El origen del conflicto: preguntas incómodas sobre credenciales
En septiembre de 2025, la representante del partido Dignidad y Compromiso, Jennifer Pedraza, formuló una serie de interrogantes que resonaron en el ámbito político: "¿Conocen ustedes alguna persona que se haya graduado sin presentar el Ecaes o el Saber Pro? Seguramente no, porque en Colombia es ilegal graduarse sin tener los resultados del Saber Pro". Estas preguntas apuntaban directamente a Juliana Guerrero, cuya hoja de vida había sido publicada en el Portal de Aspirantes de la Presidencia un mes antes.
La investigación de Pedraza reveló que, aunque Guerrero presentaba un título de contadora pública en su currículum, no había presentado las pruebas Saber Pro, requisito fundamental establecido en la Ley 1324 de 2009. Lo más preocupante fue que la nominación de Guerrero se produjo pese a que no cumplía con los requisitos técnicos exigidos para el cargo de viceministra de Juventudes.
La respuesta legal: una querella que no prosperó
Juliana Guerrero presentó una querella ante la Corte Suprema de Justicia, acusando a Pedraza de:
- Calumnia por afirmar que no presentó las pruebas Saber Pro
- Carecer de tarjeta profesional
- Modificar irregularmente su hoja de vida
- Vulnerar su privacidad al divulgar información del Sistema de Información y Gestión de Empleo Público (SIGEP)
Sin embargo, los hechos posteriores demostraron que las sospechas de Pedraza estaban fundamentadas. No solo se confirmó la falsedad del título universitario de Guerrero, sino que se descubrió una supuesta red de corrupción en la Fundación San José, institución que presuntamente vendía títulos a funcionarios públicos que necesitaban credenciales para acceder a cargos asignados políticamente.
Los argumentos jurídicos de la Corte Suprema
La Corte Suprema rechazó ambos cargos con argumentos contundentes:
- Falta de interés procesal: Guerrero no asistió a la diligencia de conciliación obligatoria, pese a haber sido debidamente notificada, lo que demostró desinterés en impulsar el proceso.
- Dominio público de la información: Las hojas de vida de aspirantes a cargos de libre nombramiento y remoción, publicadas por la Presidencia de la República, forman parte del dominio público y están sujetas a escrutinio ciudadano.
El alto tribunal enfatizó que, bajo los principios de publicidad y transparencia que rigen la función pública, la información sobre educación formal, experiencia y trayectoria de aspirantes a cargos públicos está disponible para el análisis y cuestionamiento ciudadano.
Un precedente importante para la transparencia
Esta decisión establece un precedente significativo en la jurisprudencia colombiana.
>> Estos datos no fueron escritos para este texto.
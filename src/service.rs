//! The layer between a front end and the classifier: reads the corpus, serves
//! runs from the cache or computes them, and invalidates the cache when a new
//! corpus is uploaded.

use std::path::PathBuf;

use crate::cache::IntentCache;
use crate::classify::{IntentClassifier, IntentData};
use crate::cluster::Granularity;
use crate::config::Config;
use crate::corpus::{Corpus, install_corpus, read_corpus};
use crate::error::Result;

/// Cache-or-compute access to intent runs over one corpus file.
///
/// # Examples
///
/// ```
/// use intentify::cluster::Granularity;
/// use intentify::config::Config;
/// use intentify::service::IntentService;
///
/// let dir = tempfile::TempDir::new().unwrap();
/// let config = Config {
///     data_dir: dir.path().to_path_buf(),
///     cache_dir: dir.path().join("_cache"),
///     ..Config::default()
/// };
///
/// let service = IntentService::from_config(&config).unwrap();
/// service.upload(b"call me back\ncall me back\n").unwrap();
///
/// let data = service.intent_data(Granularity::DEFAULT).unwrap();
/// assert_eq!(data.metadata.lines, 2);
/// assert_eq!(data.metadata.sentences, 1);
/// assert_eq!(data.metadata.intents, 1);
/// ```
#[derive(Debug)]
pub struct IntentService {
    classifier: IntentClassifier,
    cache: IntentCache,
    data_file: PathBuf,
    default_granularity: Granularity,
}

impl IntentService {
    pub fn new(classifier: IntentClassifier, cache: IntentCache, data_file: PathBuf) -> Self {
        IntentService {
            classifier,
            cache,
            data_file,
            default_granularity: Granularity::DEFAULT,
        }
    }

    /// Build the classifier and open the cache described by `config`.
    pub fn from_config(config: &Config) -> Result<Self> {
        config.validate()?;
        std::fs::create_dir_all(&config.data_dir)?;

        let classifier = config.build_classifier()?;
        let cache = IntentCache::open(&config.cache_dir)?;

        Ok(Self::new(classifier, cache, config.data_file())
            .with_default_granularity(config.default_granularity))
    }

    pub fn with_default_granularity(mut self, granularity: Granularity) -> Self {
        self.default_granularity = granularity;
        self
    }

    pub fn default_granularity(&self) -> Granularity {
        self.default_granularity
    }

    pub fn data_file(&self) -> &std::path::Path {
        &self.data_file
    }

    pub fn cache(&self) -> &IntentCache {
        &self.cache
    }

    /// Read the current corpus; an unreadable file is an empty corpus.
    pub fn corpus(&self) -> Corpus {
        read_corpus(Some(&self.data_file))
    }

    /// Classify the current corpus without touching the cache.
    pub fn compute(&self, granularity: Granularity) -> Result<IntentData> {
        let corpus = self.corpus();
        let intents = self.classifier.classify(&corpus.sentences, granularity)?;
        Ok(IntentData::new(granularity, &corpus, intents))
    }

    /// The run for `granularity`, from the cache when present.
    pub fn intent_data(&self, granularity: Granularity) -> Result<IntentData> {
        self.cache
            .get_or_compute(granularity, || self.compute(granularity))
    }

    /// Replace the corpus and drop every cached run.
    pub fn upload(&self, contents: &[u8]) -> Result<()> {
        install_corpus(&self.data_file, contents)?;
        self.cache.clear()
    }

    /// Drop every cached run.
    pub fn clear_cache(&self) -> Result<()> {
        self.cache.clear()
    }
}
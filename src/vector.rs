//! Dense vectors and the distance metrics defined over them.

pub mod core;

pub use self::core::distance::DistanceMetric;
pub use self::core::vector::Vector;
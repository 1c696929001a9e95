//! Summarizer trait: turns a representative sentence into an intent label.

use crate::error::Result;

/// Trait for producing a short label from a sentence.
///
/// An empty label is a valid, if degenerate, result; implementations return
/// `Ok(String::new())` rather than an error when they find nothing to say.
///
/// # Examples
///
/// ```
/// use intentify::error::Result;
/// use intentify::summarize::Summarizer;
///
/// struct FirstWord;
///
/// impl Summarizer for FirstWord {
///     fn summarize(&self, sentence: &str) -> Result<String> {
///         Ok(sentence.split_whitespace().next().unwrap_or_default().to_string())
///     }
///
///     fn name(&self) -> &str {
///         "first_word"
///     }
/// }
///
/// assert_eq!(FirstWord.summarize("refund please").unwrap(), "refund");
/// ```
pub trait Summarizer: Send + Sync {
    /// Summarize `sentence` into a label.
    fn summarize(&self, sentence: &str) -> Result<String>;

    /// Name of this summarizer (for logging and configuration).
    fn name(&self) -> &str;
}
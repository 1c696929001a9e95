//! Granularity-keyed snapshots of classification runs.
//!
//! Each run is stored as pretty-printed JSON in
//! `{cache_dir}/intent_data_t{granularity}.json`. Snapshots are only valid for
//! the corpus they were computed from; whoever replaces the corpus must call
//! [`IntentCache::clear`].

use std::fs;
use std::io::{BufWriter, ErrorKind, Write};
use std::path::{Path, PathBuf};

use parking_lot::Mutex;
use tempfile::NamedTempFile;

use crate::classify::IntentData;
use crate::cluster::Granularity;
use crate::error::{IntentifyError, Result};

/// On-disk cache of [`IntentData`] snapshots.
#[derive(Debug)]
pub struct IntentCache {
    dir: PathBuf,
    /// Serializes compute-and-store so one granularity is written once.
    write_lock: Mutex<()>,
}

impl IntentCache {
    /// Open (creating if needed) the cache directory.
    pub fn open<P: AsRef<Path>>(dir: P) -> Result<Self> {
        let dir = dir.as_ref().to_path_buf();
        fs::create_dir_all(&dir)?;
        Ok(IntentCache {
            dir,
            write_lock: Mutex::new(()),
        })
    }

    pub fn dir(&self) -> &Path {
        &self.dir
    }

    /// File name of the snapshot for `granularity`.
    pub fn file_name(granularity: Granularity) -> String {
        format!("intent_data_t{granularity}.json")
    }

    pub fn path(&self, granularity: Granularity) -> PathBuf {
        self.dir.join(Self::file_name(granularity))
    }

    /// Load the snapshot for `granularity`.
    ///
    /// A missing file is `Ok(None)`. So is a file that cannot be read or
    /// parsed; it is logged and treated as a miss so the run is recomputed.
    pub fn load(&self, granularity: Granularity) -> Result<Option<IntentData>> {
        let path = self.path(granularity);
        let text = match fs::read_to_string(&path) {
            Ok(text) => text,
            Err(e) if e.kind() == ErrorKind::NotFound => return Ok(None),
            Err(e) => {
                log::warn!("Ignoring unreadable snapshot {}: {e}", path.display());
                return Ok(None);
            }
        };

        match serde_json::from_str::<IntentData>(&text) {
            Ok(data) if data.metadata.granularity == granularity => Ok(Some(data)),
            Ok(data) => {
                log::warn!(
                    "Ignoring {}: it holds granularity {}",
                    path.display(),
                    data.metadata.granularity
                );
                Ok(None)
            }
            Err(e) => {
                log::warn!("Ignoring unreadable snapshot {}: {e}", path.display());
                Ok(None)
            }
        }
    }

    /// Write the snapshot for the granularity recorded in `data`.
    pub fn store(&self, data: &IntentData) -> Result<PathBuf> {
        fs::create_dir_all(&self.dir)?;
        let path = self.path(data.metadata.granularity);

        let temp_file = NamedTempFile::new_in(&self.dir)?;
        {
            let mut writer = BufWriter::new(&temp_file);
            serde_json::to_writer_pretty(&mut writer, data)?;
            writer.flush()?;
        }
        temp_file.persist(&path).map_err(|e| e.error)?;

        log::debug!("Stored {}", path.display());
        Ok(path)
    }

    /// Return the cached run for `granularity`, or compute, store and return
    /// it. Concurrent callers are serialized so a run is computed once.
    pub fn get_or_compute<F>(&self, granularity: Granularity, compute: F) -> Result<IntentData>
    where
        F: FnOnce() -> Result<IntentData>,
    {
        let _guard = self.write_lock.lock();

        if let Some(data) = self.load(granularity)? {
            log::debug!("Cache hit for granularity {granularity}");
            return Ok(data);
        }

        log::debug!("Cache miss for granularity {granularity}");
        let data = compute()?;
        if data.metadata.granularity != granularity {
            return Err(IntentifyError::cache(format!(
                "computed run has granularity {}, expected {granularity}",
                data.metadata.granularity
            )));
        }
        self.store(&data)?;
        Ok(data)
    }

    /// Delete every snapshot by removing and recreating the directory.
    pub fn clear(&self) -> Result<()> {
        let _guard = self.write_lock.lock();

        match fs::remove_dir_all(&self.dir) {
            Ok(()) => {}
            Err(e) if e.kind() == ErrorKind::NotFound => {}
            Err(e) => return Err(e.into()),
        }
        fs::create_dir_all(&self.dir)?;

        log::info!("Cleared cache {}", self.dir.display());
        Ok(())
    }

    /// Granularities with a snapshot on disk, ascending.
    pub fn cached_granularities(&self) -> Result<Vec<Granularity>> {
        let mut found = Vec::new();
        for entry in fs::read_dir(&self.dir)? {
            let name = entry?.file_name();
            let Some(value) = name
                .to_str()
                .and_then(|n| n.strip_prefix("intent_data_t"))
                .and_then(|n| n.strip_suffix(".json"))
                .and_then(|n| n.parse::<u32>().ok())
            else {
                continue;
            };
            if let Ok(granularity) = Granularity::new(value) {
                found.push(granularity);
            }
        }
        found.sort();
        Ok(found)
    }
}
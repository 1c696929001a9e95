//! Model-free sentence encoder based on feature hashing.
//!
//! Every word and every padded character trigram of a sentence is hashed into
//! one of `dimension` buckets; the bucket counts are L2-normalized. Sentences
//! sharing vocabulary (or word fragments) end up with a high cosine
//! similarity, which is all the clustering stage needs. The encoder is fully
//! deterministic within a build and needs no model download, which makes it
//! the default for offline use and for tests.

use std::hash::{BuildHasher, Hash, Hasher};

use ahash::RandomState;
use rayon::prelude::*;

use crate::embedding::encoder::SentenceEncoder;
use crate::error::{IntentifyError, Result};
use crate::vector::Vector;

/// Default number of hash buckets, matching the width of MiniLM embeddings.
pub const DEFAULT_DIMENSION: usize = 384;

const CHAR_NGRAM: usize = 3;

/// Words count more than fragments: a shared word should dominate a few
/// coincidentally shared trigrams.
const WORD_WEIGHT: f32 = 2.0;
const NGRAM_WEIGHT: f32 = 1.0;

/// Fixed seeds keep bucket assignment stable across processes.
const SEEDS: [u64; 4] = [
    0x243f_6a88_85a3_08d3,
    0x1319_8a2e_0370_7344,
    0xa409_3822_299f_31d0,
    0x082e_fa98_ec4e_6c89,
];

/// Feature-hashing encoder.
#[derive(Debug, Clone)]
pub struct HashingEncoder {
    dimension: usize,
    hasher: RandomState,
}

impl HashingEncoder {
    /// Create an encoder with `dimension` buckets.
    pub fn new(dimension: usize) -> Result<Self> {
        if dimension == 0 {
            return Err(IntentifyError::invalid_argument(
                "hashing encoder dimension must be greater than zero",
            ));
        }

        Ok(Self {
            dimension,
            hasher: RandomState::with_seeds(SEEDS[0], SEEDS[1], SEEDS[2], SEEDS[3]),
        })
    }

    fn bucket<T: Hash + ?Sized>(&self, feature: &T) -> usize {
        let mut hasher = self.hasher.build_hasher();
        feature.hash(&mut hasher);
        (hasher.finish() % self.dimension as u64) as usize
    }

    fn encode_sentence(&self, sentence: &str) -> Vector {
        let mut vector = Vector::zeros(self.dimension);

        for word in sentence.split_whitespace() {
            vector.data[self.bucket(word)] += WORD_WEIGHT;

            let padded: Vec<char> = std::iter::once('<')
                .chain(word.chars())
                .chain(std::iter::once('>'))
                .collect();
            for gram in padded.windows(CHAR_NGRAM) {
                let gram: String = gram.iter().collect();
                vector.data[self.bucket(&gram)] += NGRAM_WEIGHT;
            }
        }

        // An empty sentence stays the zero vector.
        vector.normalize();
        vector
    }
}

impl Default for HashingEncoder {
    fn default() -> Self {
        Self {
            dimension: DEFAULT_DIMENSION,
            hasher: RandomState::with_seeds(SEEDS[0], SEEDS[1], SEEDS[2], SEEDS[3]),
        }
    }
}

impl SentenceEncoder for HashingEncoder {
    fn encode(&self, sentences: &[String]) -> Result<Vec<Vector>> {
        if sentences.len() < 100 {
            return Ok(sentences.iter().map(|s| self.encode_sentence(s)).collect());
        }

        Ok(sentences
            .par_iter()
            .map(|s| self.encode_sentence(s))
            .collect())
    }

    fn dimension(&self) -> usize {
        self.dimension
    }

    fn name(&self) -> &str {
        "hashing"
    }
}
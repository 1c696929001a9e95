//! Token filter implementations for token transformation.
//!
//! # Available Filters
//!
//! - [`stop::StopFilter`] - Removes stop words
//! - [`lemma::LemmaFilter`] - Reduces words to their dictionary lemma
//!
//! Filters are chained in an analyzer:
//!
//! ```text
//! Tokenizer → Stop Words → Lemmatizer → Normalized text
//! ```

use crate::analysis::token::TokenStream;
use crate::error::Result;

/// Trait for filters that transform token streams.
///
/// The trait requires `Send + Sync` so one analyzer can be shared by every
/// stage that needs it.
///
/// # Examples
///
/// ```
/// use intentify::analysis::token::{Token, TokenStream};
/// use intentify::analysis::token_filter::Filter;
/// use intentify::error::Result;
///
/// struct ReverseFilter;
///
/// impl Filter for ReverseFilter {
///     fn filter(&self, tokens: TokenStream) -> Result<TokenStream> {
///         let reversed: Vec<Token> = tokens
///             .map(|t| {
///                 let text: String = t.text.chars().rev().collect();
///                 t.with_text(text)
///             })
///             .collect();
///         Ok(Box::new(reversed.into_iter()))
///     }
///
///     fn name(&self) -> &'static str {
///         "reverse"
///     }
/// }
/// ```
pub trait Filter: Send + Sync {
    /// Apply this filter to a token stream.
    fn filter(&self, tokens: TokenStream) -> Result<TokenStream>;

    /// Get the name of this filter (for debugging and configuration).
    fn name(&self) -> &'static str;
}

pub mod lemma;
pub mod stop;
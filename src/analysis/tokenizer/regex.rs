//! Regex-based tokenizer implementation.

use std::sync::Arc;

use regex::Regex;

use super::Tokenizer;
use crate::analysis::token::{Token, TokenStream};
use crate::error::{IntentifyError, Result};

/// Words and runs of punctuation, each as separate tokens.
pub const WORD_PUNCT_PATTERN: &str = r"\w+|[^\w\s]+";

/// Maximal runs of non-whitespace.
pub const WHITESPACE_PATTERN: &str = r"\S+";

/// A regex-based tokenizer that extracts tokens using regular expressions.
#[derive(Clone, Debug)]
pub struct RegexTokenizer {
    /// The regex pattern used to extract tokens
    pattern: Arc<Regex>,
}

impl RegexTokenizer {
    /// Create a new regex tokenizer with the default pattern.
    ///
    /// The default pattern `r"\w+"` matches sequences of word characters.
    pub fn new() -> Result<Self> {
        Self::with_pattern(r"\w+")
    }

    /// Create a tokenizer that keeps punctuation runs as tokens of their own.
    ///
    /// Phrase extraction uses punctuation tokens as phrase boundaries, so
    /// they must survive tokenization.
    pub fn word_punct() -> Result<Self> {
        Self::with_pattern(WORD_PUNCT_PATTERN)
    }

    /// Create a tokenizer that splits on whitespace and keeps everything else.
    pub fn whitespace() -> Result<Self> {
        Self::with_pattern(WHITESPACE_PATTERN)
    }

    /// Create a new regex tokenizer with a custom pattern.
    pub fn with_pattern(pattern: &str) -> Result<Self> {
        let regex = Regex::new(pattern)
            .map_err(|e| IntentifyError::analysis(format!("Invalid regex pattern: {e}")))?;

        Ok(RegexTokenizer {
            pattern: Arc::new(regex),
        })
    }

    /// Get the regex pattern used by this tokenizer.
    pub fn pattern(&self) -> &str {
        self.pattern.as_str()
    }
}

impl Tokenizer for RegexTokenizer {
    fn tokenize(&self, text: &str) -> Result<TokenStream> {
        let tokens: Vec<Token> = self
            .pattern
            .find_iter(text)
            .enumerate()
            .map(|(position, m)| Token::new(m.as_str(), position))
            .collect();

        Ok(Box::new(tokens.into_iter()))
    }

    fn name(&self) -> &'static str {
        "regex"
    }
}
La Corte Suprema concluyó que no existen méritos para investigar a Pedraza por los delitos de acceso abusivo a sistemas informáticos ni violación de datos personales, cerrando definitivamente la puerta a cualquier investigación penal contra la congresista.
La sentencia reafirma un principio fundamental: cuando se trata de funcionarios o aspirantes a cargos públicos, la información sobre sus credenciales y trayectoria no solo es pública por naturaleza, sino que debe estar sujeta al escrutinio, cuestionamiento y debate tanto en el escenario político como en el ámbito ciudadano. Esta protección al derecho de cuestionar las credenciales de quienes aspiran a servir al Estado fortalece los mecanismos de control ciudadano sobre la administración pública.